It's clear that special relativity doesn't change this, since relativity just adds a different set of invariances to the Hamiltonian. So under special relativity, the phase space volume of an ensemble must remain constant over time, as long as we're consistent in using a given inertial reference frame. However, this doesn't tell us how the phase space volume would change if we boosted to a different reference frame. So I'd like to know the following:

  1. Can anything useful be said about how the phase space volume occupied by an ensemble of systems changes under a Lorentz boost? I guess this would entail taking a different time-slice through the system, as explained below. I would suspect that phase space volume doesn't behave very nicely under Lorentz transforms, since phase space is defined in terms of 3-position and 3-momentum.

  2. If phase space volume doesn't behave nicely under Lorentz boosts, is there a generalisation (e.g. in terms of 4-position and 4-momentum) that does? And if so, where can I go to read more about it?

  3. Optional bonus questions: what effect do general relativity and quantum mechanics have on all of the above?

Additional clarification

Below are some diagrams which should make it clearer what I'm asking for. (a) shows a space-time diagram of a system consisting of several classical particles. We take a simultaneous time-slice though the system (red line) and note the 3-position and 3-momentum of each particle. This gives us a point in a phase space (diagram (b)), which I've drawn as 2 dimensional for convenience. An ensemble of similar systems (meaning systems with the same dynamics but different initial conditions) can be thought of as occupying a region of this phase space. Liouville's theorem tells us that if we do the same thing at different values of $t$ (for the same ensemble of systems), the shape of this region may change but its volume will be the same.

(c) shows a Lorentz-transformed version of the same system as (a). We can take a simultaneous time-slice through the system in the new $(x',t')$ reference frame, but it will not be parallel to the one in the $(x, t)$ frame. The particles' 3-positions and 3-momenta will also be different. We can plot the system's position in the new phase space generated by doing the same procedure in the new reference frame (d). We can also plot the region of phase space occupied by the ensemble. Doing the same thing at different values of $t'$ will produce different regions with the same volume as each other. However, my question is about whether volume of the region plotted in (d) must equal the volume of the region in (b).
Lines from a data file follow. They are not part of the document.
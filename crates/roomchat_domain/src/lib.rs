#![forbid(unsafe_code)]

use core::fmt;
use core::str::FromStr;

use chrono::{DateTime, Utc};
use serde::{Deserialize, Serialize};
use thiserror::Error;

/// Errors for parsing identifiers from strings.
#[derive(Debug, Error, Clone, PartialEq, Eq)]
pub enum ParseIdError {
	#[error("empty value")]
	Empty,
	#[error("invalid format: {0}")]
	InvalidFormat(String),
}

macro_rules! string_id {
	($(#[$meta:meta])* $name:ident) => {
		$(#[$meta])*
		#[derive(Debug, Clone, PartialEq, Eq, Hash, PartialOrd, Ord, Serialize, Deserialize)]
		#[serde(transparent)]
		pub struct $name(String);

		impl $name {
			/// Create a non-empty identifier.
			pub fn new(id: impl Into<String>) -> Result<Self, ParseIdError> {
				let id = id.into();
				if id.trim().is_empty() {
					return Err(ParseIdError::Empty);
				}
				Ok(Self(id))
			}
			pub fn as_str(&self) -> &str {
				&self.0
			}
			pub fn into_string(self) -> String {
				self.0
			}
		}

		impl fmt::Display for $name {
			fn fmt(&self, f: &mut fmt::Formatter<'_>) -> fmt::Result {
				f.write_str(&self.0)
			}
		}

		impl FromStr for $name {
			type Err = ParseIdError;

			fn from_str(s: &str) -> Result<Self, Self::Err> {
				$name::new(s.to_string())
			}
		}
	};
}

string_id! {
	/// Stable backend room identifier.
	RoomId
}

string_id! {
	/// Server-assigned message identifier, unique within a room.
	MessageId
}

string_id! {
	/// Client-assigned identifier of a locally originated message.
	///
	/// Generated as a UUID v4 but kept as an opaque string, since the server echoes it back verbatim.
	LocalId
}

impl LocalId {
	/// Create a new random local id.
	pub fn new_v4() -> Self {
		Self(uuid::Uuid::new_v4().to_string())
	}
}

/// Room identity returned by a successful join.
#[derive(Debug, Clone, PartialEq, Eq, Hash, Serialize, Deserialize)]
pub struct RoomDetails {
	/// Human-readable room label.
	pub room: String,
	pub room_id: RoomId,
}

impl RoomDetails {
	pub fn new(room: impl Into<String>, room_id: RoomId) -> Self {
		Self {
			room: room.into(),
			room_id,
		}
	}
}

impl fmt::Display for RoomDetails {
	fn fmt(&self, f: &mut fmt::Formatter<'_>) -> fmt::Result {
		write!(f, "{} ({})", self.room, self.room_id)
	}
}

/// Sender or receiver of a message.
#[derive(Debug, Clone, PartialEq, Eq, Hash, Default, Serialize, Deserialize)]
pub struct Identity {
	pub name: String,
	pub email: String,
}

impl Identity {
	pub fn new(name: impl Into<String>, email: impl Into<String>) -> Self {
		Self {
			name: name.into(),
			email: email.into(),
		}
	}
}

/// Member of a room join request.
///
/// Only `id` and `email` are interpreted; any other profile fields are carried to the backend untouched.
#[derive(Debug, Clone, PartialEq, Default, Serialize, Deserialize)]
pub struct Participant {
	pub id: String,
	pub email: String,
	#[serde(default)]
	pub name: Option<String>,
	#[serde(flatten)]
	pub extra: serde_json::Map<String, serde_json::Value>,
}

impl Participant {
	pub fn new(id: impl Into<String>, email: impl Into<String>) -> Self {
		Self {
			id: id.into(),
			email: email.into(),
			name: None,
			extra: serde_json::Map::new(),
		}
	}
}

/// A request to join one room.
#[derive(Debug, Clone, PartialEq, Default, Serialize, Deserialize)]
pub struct RoomRequest {
	/// Room label to join or create.
	pub room: String,
	pub participants: Vec<Participant>,
}

impl RoomRequest {
	pub fn new(room: impl Into<String>, participants: Vec<Participant>) -> Self {
		Self {
			room: room.into(),
			participants,
		}
	}
}

/// Delivery state of a timeline entry.
#[derive(Debug, Clone, Copy, PartialEq, Eq, Hash, Default, Serialize, Deserialize)]
#[serde(rename_all = "snake_case")]
pub enum Delivery {
	/// Server-confirmed.
	#[default]
	Confirmed,
	/// Optimistic, awaiting server confirmation.
	Pending,
	/// Optimistic, gave up after the retry ceiling.
	Failed,
}

/// A chat message as seen by the timeline.
#[derive(Debug, Clone, PartialEq, Eq, Serialize, Deserialize)]
pub struct Message {
	/// Server id; `None` only for optimistic entries.
	pub id: Option<MessageId>,
	/// Client id of a locally originated message.
	pub local_id: Option<LocalId>,
	pub room: String,
	pub room_id: String,
	pub sender: Identity,
	pub receiver: Identity,
	pub body: String,
	pub created_at: DateTime<Utc>,
	pub updated_at: Option<DateTime<Utc>>,
	/// Secondary server-side identifier, when the backend provides one.
	pub message_id: Option<String>,
	pub attachments: Vec<String>,
	pub delivery: Delivery,
}

impl Message {
	/// Whether this entry is an unconfirmed local send.
	pub fn is_optimistic(&self) -> bool {
		self.id.is_none()
	}

	/// Timeline ordering key: `created_at`, then the id (local id for optimistic entries).
	pub fn order_key(&self) -> (DateTime<Utc>, &str) {
		let tie = match (&self.id, &self.local_id) {
			(Some(id), _) => id.as_str(),
			(None, Some(local)) => local.as_str(),
			(None, None) => "",
		};
		(self.created_at, tie)
	}
}

#[cfg(test)]
mod tests {
	use chrono::TimeZone;

	use super::*;

	fn msg(id: Option<&str>, local: Option<&str>, ms: i64) -> Message {
		Message {
			id: id.map(|s| MessageId::new(s).unwrap()),
			local_id: local.map(|s| LocalId::new(s).unwrap()),
			room: "general".to_string(),
			room_id: "r1".to_string(),
			sender: Identity::new("a", "a@example.com"),
			receiver: Identity::new("b", "b@example.com"),
			body: "hi".to_string(),
			created_at: Utc.timestamp_millis_opt(ms).unwrap(),
			updated_at: None,
			message_id: None,
			attachments: Vec::new(),
			delivery: Delivery::Confirmed,
		}
	}

	#[test]
	fn rejects_empty_ids() {
		assert!(RoomId::new("").is_err());
		assert!(MessageId::new("   ").is_err());
		assert!("".parse::<LocalId>().is_err());
	}

	#[test]
	fn local_ids_are_unique() {
		assert_ne!(LocalId::new_v4(), LocalId::new_v4());
	}

	#[test]
	fn order_key_prefers_server_id() {
		let m = msg(Some("m1"), Some("l1"), 5);
		assert_eq!(m.order_key().1, "m1");
		assert!(!m.is_optimistic());

		let o = msg(None, Some("l1"), 5);
		assert_eq!(o.order_key().1, "l1");
		assert!(o.is_optimistic());
	}

	#[test]
	fn participant_keeps_extra_fields() {
		let p: Participant =
			serde_json::from_str(r#"{"id":"u1","email":"u1@example.com","role":"customer","name":null}"#).unwrap();
		assert_eq!(p.id, "u1");
		assert_eq!(p.name, None);
		assert_eq!(p.extra.get("role").and_then(|v| v.as_str()), Some("customer"));

		let back = serde_json::to_value(&p).unwrap();
		assert_eq!(back["role"], "customer");
	}
}
use std::fmt;
use std::time::Duration;

use roomchat_util::endpoint::WsEndpoint;
use tokio::time::Instant;
use tracing::{debug, info};

use crate::config::SecretString;
use crate::reconnect::{BackoffConfig, reconnect_delay};

/// Transport connection lifecycle state.
#[derive(Debug, Clone, Copy, PartialEq, Eq, Hash, Default)]
pub enum ConnectionState {
	#[default]
	Disconnected,
	Connecting,
	Connected,
	Reconnecting,
}

impl fmt::Display for ConnectionState {
	fn fmt(&self, f: &mut fmt::Formatter<'_>) -> fmt::Result {
		let s = match self {
			ConnectionState::Disconnected => "disconnected",
			ConnectionState::Connecting => "connecting",
			ConnectionState::Connected => "connected",
			ConnectionState::Reconnecting => "reconnecting",
		};
		f.write_str(s)
	}
}

pub type StateListener = Box<dyn FnMut(ConnectionState) + Send>;
pub type EventListener = Box<dyn FnMut(&serde_json::Value) + Send>;

/// Where to connect.
#[derive(Debug, Clone)]
pub struct ConnectTarget {
	pub endpoint: WsEndpoint,
	pub credential: SecretString,
}

/// Timer outcome reported by [`ConnectionManager::poll`].
#[derive(Debug, Clone, Copy, PartialEq, Eq)]
pub enum ConnectionTimer {
	/// Backoff elapsed; start a new connect attempt.
	Reconnect,
	/// The in-flight attempt exceeded the connect timeout; drop it. The next retry is already scheduled.
	ConnectTimedOut { retry_in: Duration },
}

/// Per-session monotonic acknowledgment id source. Never reset, so an ack from a previous connection
/// can never be mistaken for a current one.
#[derive(Debug)]
pub struct AckSeq {
	next: u64,
}

impl AckSeq {
	pub fn new() -> Self {
		Self { next: 1 }
	}

	pub fn next_id(&mut self) -> u64 {
		let id = self.next;
		self.next = self.next.wrapping_add(1).max(1);
		id
	}
}

impl Default for AckSeq {
	fn default() -> Self {
		Self::new()
	}
}

/// Connection lifecycle state machine.
///
/// `Disconnected →(open)→ Connecting →(success)→ Connected`, `Connected →(drop)→ Reconnecting →(backoff)→
/// Connecting`, `Connecting →(failure)→ Reconnecting`, and any state `→(close)→ Disconnected`.
///
/// The manager holds no I/O. The session driver performs the connect attempts it asks for and reports their
/// outcome back; timers are exposed as deadlines via [`ConnectionManager::next_deadline`].
pub struct ConnectionManager {
	state: ConnectionState,
	target: Option<ConnectTarget>,
	backoff: BackoffConfig,
	connect_timeout: Duration,
	attempt: u32,
	retry_deadline: Option<Instant>,
	connect_deadline: Option<Instant>,
	state_listeners: Vec<StateListener>,
	event_listeners: Vec<(String, EventListener)>,
}

impl ConnectionManager {
	pub fn new(backoff: BackoffConfig, connect_timeout: Duration) -> Self {
		Self {
			state: ConnectionState::Disconnected,
			target: None,
			backoff,
			connect_timeout,
			attempt: 0,
			retry_deadline: None,
			connect_deadline: None,
			state_listeners: Vec::new(),
			event_listeners: Vec::new(),
		}
	}

	pub fn state(&self) -> ConnectionState {
		self.state
	}

	pub fn is_connected(&self) -> bool {
		self.state == ConnectionState::Connected
	}

	/// Consecutive failed attempts since the last successful connect.
	pub fn attempt(&self) -> u32 {
		self.attempt
	}

	pub fn target(&self) -> Option<&ConnectTarget> {
		self.target.as_ref()
	}

	/// Begin connecting. Returns `false` when the manager is already open.
	pub fn open(&mut self, endpoint: WsEndpoint, credential: SecretString, now: Instant) -> bool {
		if self.state != ConnectionState::Disconnected {
			debug!(state = %self.state, "open ignored: connection already open");
			return false;
		}

		info!(endpoint = %endpoint, "opening connection");
		self.target = Some(ConnectTarget { endpoint, credential });
		self.attempt = 0;
		self.retry_deadline = None;
		self.connect_deadline = Some(now + self.connect_timeout);
		self.transition(ConnectionState::Connecting);
		true
	}

	pub fn on_connected(&mut self) {
		if self.state != ConnectionState::Connecting {
			return;
		}
		self.attempt = 0;
		self.connect_deadline = None;
		self.retry_deadline = None;
		self.transition(ConnectionState::Connected);
	}

	/// A connect attempt failed. Returns the backoff before the next attempt, or `None` when closed.
	pub fn on_connect_failed(&mut self, now: Instant) -> Option<Duration> {
		if self.state != ConnectionState::Connecting {
			return None;
		}
		Some(self.schedule_retry(now))
	}

	/// The established connection dropped. Returns the backoff before the next attempt, or `None` when
	/// there was no live connection.
	pub fn on_dropped(&mut self, now: Instant) -> Option<Duration> {
		if self.state != ConnectionState::Connected {
			return None;
		}
		Some(self.schedule_retry(now))
	}

	/// Fire due timers.
	pub fn poll(&mut self, now: Instant) -> Option<ConnectionTimer> {
		match self.state {
			ConnectionState::Reconnecting => {
				let due = self.retry_deadline.is_some_and(|d| d <= now);
				if !due {
					return None;
				}
				self.retry_deadline = None;
				self.connect_deadline = Some(now + self.connect_timeout);
				self.transition(ConnectionState::Connecting);
				Some(ConnectionTimer::Reconnect)
			}
			ConnectionState::Connecting => {
				let due = self.connect_deadline.is_some_and(|d| d <= now);
				if !due {
					return None;
				}
				let retry_in = self.schedule_retry(now);
				Some(ConnectionTimer::ConnectTimedOut { retry_in })
			}
			_ => None,
		}
	}

	pub fn next_deadline(&self) -> Option<Instant> {
		match self.state {
			ConnectionState::Reconnecting => self.retry_deadline,
			ConnectionState::Connecting => self.connect_deadline,
			_ => None,
		}
	}

	/// Terminal teardown. No reconnect happens from `Disconnected`.
	pub fn close(&mut self) {
		self.target = None;
		self.attempt = 0;
		self.retry_deadline = None;
		self.connect_deadline = None;
		self.transition(ConnectionState::Disconnected);
	}

	pub fn on_state_change(&mut self, listener: StateListener) {
		self.state_listeners.push(listener);
	}

	pub fn on_event(&mut self, name: impl Into<String>, listener: EventListener) {
		self.event_listeners.push((name.into(), listener));
	}

	/// Deliver a raw inbound event to listeners registered for `name`, in registration order.
	pub fn emit_event(&mut self, name: &str, data: &serde_json::Value) {
		for (event, listener) in self.event_listeners.iter_mut() {
			if event == name {
				listener(data);
			}
		}
	}

	fn schedule_retry(&mut self, now: Instant) -> Duration {
		self.attempt = self.attempt.saturating_add(1).max(1);
		let delay = reconnect_delay(self.attempt, &self.backoff);
		self.retry_deadline = Some(now + delay);
		self.connect_deadline = None;
		self.transition(ConnectionState::Reconnecting);
		delay
	}

	fn transition(&mut self, to: ConnectionState) {
		if self.state == to {
			return;
		}
		debug!(from = %self.state, to = %to, "connection state change");
		self.state = to;
		for listener in self.state_listeners.iter_mut() {
			listener(to);
		}
	}
}

impl fmt::Debug for ConnectionManager {
	fn fmt(&self, f: &mut fmt::Formatter<'_>) -> fmt::Result {
		f.debug_struct("ConnectionManager")
			.field("state", &self.state)
			.field("target", &self.target)
			.field("attempt", &self.attempt)
			.field("retry_deadline", &self.retry_deadline)
			.field("connect_deadline", &self.connect_deadline)
			.field("state_listeners", &self.state_listeners.len())
			.field("event_listeners", &self.event_listeners.len())
			.finish()
	}
}

#[cfg(test)]
mod tests {
	use std::sync::{Arc, Mutex};

	use super::*;

	fn manager() -> ConnectionManager {
		ConnectionManager::new(BackoffConfig::default(), Duration::from_secs(15))
	}

	fn endpoint() -> WsEndpoint {
		WsEndpoint::parse("ws://localhost:3000").unwrap()
	}

	#[test]
	fn open_connect_drop_reconnect() {
		let now = Instant::now();
		let mut m = manager();
		assert_eq!(m.state(), ConnectionState::Disconnected);

		assert!(m.open(endpoint(), SecretString::new("t"), now));
		assert_eq!(m.state(), ConnectionState::Connecting);
		assert!(!m.open(endpoint(), SecretString::new("t"), now));

		m.on_connected();
		assert_eq!(m.state(), ConnectionState::Connected);
		assert_eq!(m.next_deadline(), None);

		let delay = m.on_dropped(now).unwrap();
		assert_eq!(m.state(), ConnectionState::Reconnecting);
		assert_eq!(m.attempt(), 1);
		assert!(delay >= Duration::from_millis(450) && delay <= Duration::from_millis(550));

		assert_eq!(m.poll(now), None);
		assert_eq!(m.poll(now + delay), Some(ConnectionTimer::Reconnect));
		assert_eq!(m.state(), ConnectionState::Connecting);
	}

	#[test]
	fn failures_grow_backoff_and_success_resets() {
		let mut now = Instant::now();
		let mut m = manager();
		m.open(endpoint(), SecretString::default(), now);

		let mut last = Duration::ZERO;
		for expected in 1..=4u32 {
			let delay = m.on_connect_failed(now).unwrap();
			assert_eq!(m.attempt(), expected);
			assert!(delay > last);
			last = delay;
			now += delay;
			assert_eq!(m.poll(now), Some(ConnectionTimer::Reconnect));
		}

		m.on_connected();
		assert_eq!(m.attempt(), 0);
	}

	#[test]
	fn connect_timeout_counts_as_failure() {
		let now = Instant::now();
		let mut m = manager();
		m.open(endpoint(), SecretString::default(), now);
		assert_eq!(m.next_deadline(), Some(now + Duration::from_secs(15)));

		let fired = m.poll(now + Duration::from_secs(15));
		assert!(matches!(fired, Some(ConnectionTimer::ConnectTimedOut { .. })));
		assert_eq!(m.state(), ConnectionState::Reconnecting);
		assert_eq!(m.attempt(), 1);
	}

	#[test]
	fn no_reconnect_from_disconnected() {
		let now = Instant::now();
		let mut m = manager();
		m.open(endpoint(), SecretString::default(), now);
		m.on_connected();
		m.close();

		assert_eq!(m.state(), ConnectionState::Disconnected);
		assert_eq!(m.on_dropped(now), None);
		assert_eq!(m.on_connect_failed(now), None);
		assert_eq!(m.poll(now + Duration::from_secs(3600)), None);
		assert_eq!(m.next_deadline(), None);
		assert!(m.target().is_none());
	}

	#[test]
	fn close_mid_connect_cancels_timers() {
		let now = Instant::now();
		let mut m = manager();
		m.open(endpoint(), SecretString::default(), now);
		m.close();
		assert_eq!(m.poll(now + Duration::from_secs(60)), None);
		assert_eq!(m.state(), ConnectionState::Disconnected);
	}

	#[test]
	fn listeners_fire_in_registration_order() {
		let log = Arc::new(Mutex::new(Vec::new()));
		let now = Instant::now();
		let mut m = manager();

		let l1 = Arc::clone(&log);
		m.on_state_change(Box::new(move |s| l1.lock().unwrap().push(format!("a:{s}"))));
		let l2 = Arc::clone(&log);
		m.on_state_change(Box::new(move |s| l2.lock().unwrap().push(format!("b:{s}"))));

		m.open(endpoint(), SecretString::default(), now);
		m.on_connected();

		assert_eq!(
			*log.lock().unwrap(),
			vec!["a:connecting", "b:connecting", "a:connected", "b:connected"]
		);
	}

	#[test]
	fn event_listeners_filter_by_name() {
		let seen = Arc::new(Mutex::new(Vec::new()));
		let mut m = manager();

		let s1 = Arc::clone(&seen);
		m.on_event("receiveMessage", Box::new(move |v| s1.lock().unwrap().push(v.clone())));

		m.emit_event("joinedRoom", &serde_json::json!(1));
		m.emit_event("receiveMessage", &serde_json::json!(2));

		assert_eq!(*seen.lock().unwrap(), vec![serde_json::json!(2)]);
	}

	#[test]
	fn ack_ids_are_monotonic() {
		let mut seq = AckSeq::new();
		assert_eq!(seq.next_id(), 1);
		assert_eq!(seq.next_id(), 2);
		assert_eq!(seq.next_id(), 3);
	}
}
enter image description here

Progress

In this document (J. Goodman, Topics in High-Energy Astrophysics, 2012, p.12-13; unfortunately Goodman gives no further reference) there is a proof that infinitesimal phase space volumes are Lorentz invariant. It looks legit, but the author assumes that every particle's $x$ position is within the same small interval $[x, x+dx]$, which means that he doesn't have to take account of the fact that you take a different time slice when you change the reference frame. Additionally, I'm using an integrated version of Liouville's theorem, in which the ensemble has a finite rather than infinitesimal phase space volume, and it isn't immediately clear to me whether this makes a difference. So this seems to suggest that the phase space volumes sketched in figures (b) and (d) above will be equal, but I'm still not sure and would like to know where I can find the full proof, if it exists.

Further Progress

I'm awarding a 100 point bounty to Qmechanic for his helpful answer, which expresses Goodman's argument (discussed above) in more formal language. However, I don't think the question has been answered yet. This is because the argument doesn't just assume that the system occupies an infinitesimal volume of phase space. On its own this would be fine, since you can just integrate over phase space to get the finite phase-space volume version. The problem is that this argument also assumes the system occupies only an infinitesimal volume of real space. In general, a system that occupies an infinitesimal volume of phase space can occupy a finite area of actual space (think of a system composed of multiple, spatially separated, classical particles, as illustrated above) and so this argument seems to cover only a restricted subset of the cases I'm interested in. Goodman's argument is fine if you're considering non-interacting particles or fluids in equilibrium (which makes sense given its origins in astrophysics) but I'm also interested in multi-particle systems that may or may not be in thermal equilibrium. It is my strong intuition that the argument can be extended to deal with all cases, and I'll happily award an additional 100 point bounty to anyone who can show how to do so.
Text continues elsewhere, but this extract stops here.